Show HN: LLMKube – Kubernetes for Local LLMs with GPU Acceleration

github.com

5 points by defilan 6 hours ago

Hi HN! I built LLMKube, a Kubernetes operator for deploying GPU-accelerated LLMs in production. One command gets you from zero to inference with full observability.

Why this exists: Regulated industries (healthcare, defense, finance) need air-gapped LLM deployments, but existing tools are either single-node only (Ollama) or lack GPU optimization and SLO enforcement. LLMKube bridges the gap.

What's working:

- 17x speedup with NVIDIA GPUs (64 tok/s on Llama 3.2 3B vs 4.6 tok/s CPU)

- One command: llmkube deploy llama-3b --gpu (auto CUDA setup, scheduling, layer offloading)

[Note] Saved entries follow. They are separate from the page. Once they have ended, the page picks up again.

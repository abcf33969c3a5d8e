// This module implements result-type propagation for values whose defining
// instruction carries no type of its own. Pass-through forms (copies,
// truncates, address-space casts, bitcasts) inherit the type of their single
// source operand; constant and global-value materializations derive it from
// their declared literal type and intern it. The chase over a copy chain is
// an explicit stack walk with a per-run memo cache keyed by instruction
// handle, so long chains cost linear time once and never recurse. An
// instruction the propagator does not understand yields no type, which is a
// valid answer the caller must tolerate: not every instruction needs one.
// Every type resolved along a chain is bound to the chain's defined values on
// the way out.

//! Type propagation through copy-like instruction chains.

use crate::core::error::LegalizeResult;
use crate::ir::{Function, InstrId, ValueId};
use crate::legalize::registry::GlobalRegistry;
use crate::spv::Opcode;
use hashbrown::HashMap;

/// Memo cache for one rewriter run over a function.
pub type TypeCache = HashMap<InstrId, Option<ValueId>>;

/// Determine the result type of `instr_id`, interning it if needed and
/// binding it to every value defined along the chased chain.
pub fn propagate_type(
    func: &Function,
    registry: &mut GlobalRegistry,
    instr_id: InstrId,
    cache: &mut TypeCache,
) -> LegalizeResult<Option<ValueId>> {
    let mut chain: Vec<InstrId> = Vec::new();
    let mut cur = instr_id;

    let resolved = loop {
        if let Some(&cached) = cache.get(&cur) {
            break cached;
        }
        let instr = func.instr(cur);
        if let Some(ty) = instr.def.and_then(|def| registry.type_of(def)) {
            break Some(ty);
        }
        match instr.opcode {
            Opcode::GConstant | Opcode::GFConstant | Opcode::GGlobalValue => {
                break instr.ty.clone().map(|ty| registry.intern_type(ty));
            }
            op if op.is_pass_through() => {
                chain.push(cur);
                match instr.src_reg().and_then(|src| func.def_instr(src)) {
                    // A cyclic chain cannot resolve; treat it as untyped.
                    Some(next) if !chain.contains(&next) => cur = next,
                    _ => break None,
                }
            }
            _ => break None,
        }
    };

    chain.push(cur);
    for id in chain {
        cache.insert(id, resolved);
        if let Some(ty) = resolved {
            if let Some(def) = func.instr(id).def {
                registry.bind_type(def, ty)?;
            }
        }
    }
    Ok(resolved)
}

- Production observability: Prometheus + Grafana + DCGM GPU metrics out of the box

- OpenAI-compatible API endpoints

- Terraform configs for GKE GPU clusters with auto-scale to zero

Tech: Kubernetes CRDs, llama.cpp with CUDA, NVIDIA GPU Operator, cost-optimized spot instances (~$50-150/mo dev workloads).

Status: v0.2.0 production-ready for single-GPU deployments on standard K8s clusters. Multi-GPU and multi-node model sharding on the roadmap.

Apache 2.0 licensed. Would love feedback from anyone running LLMs in production!

Website: https://llmkube.com

GitHub: https://github.com/Defilan/LLMKube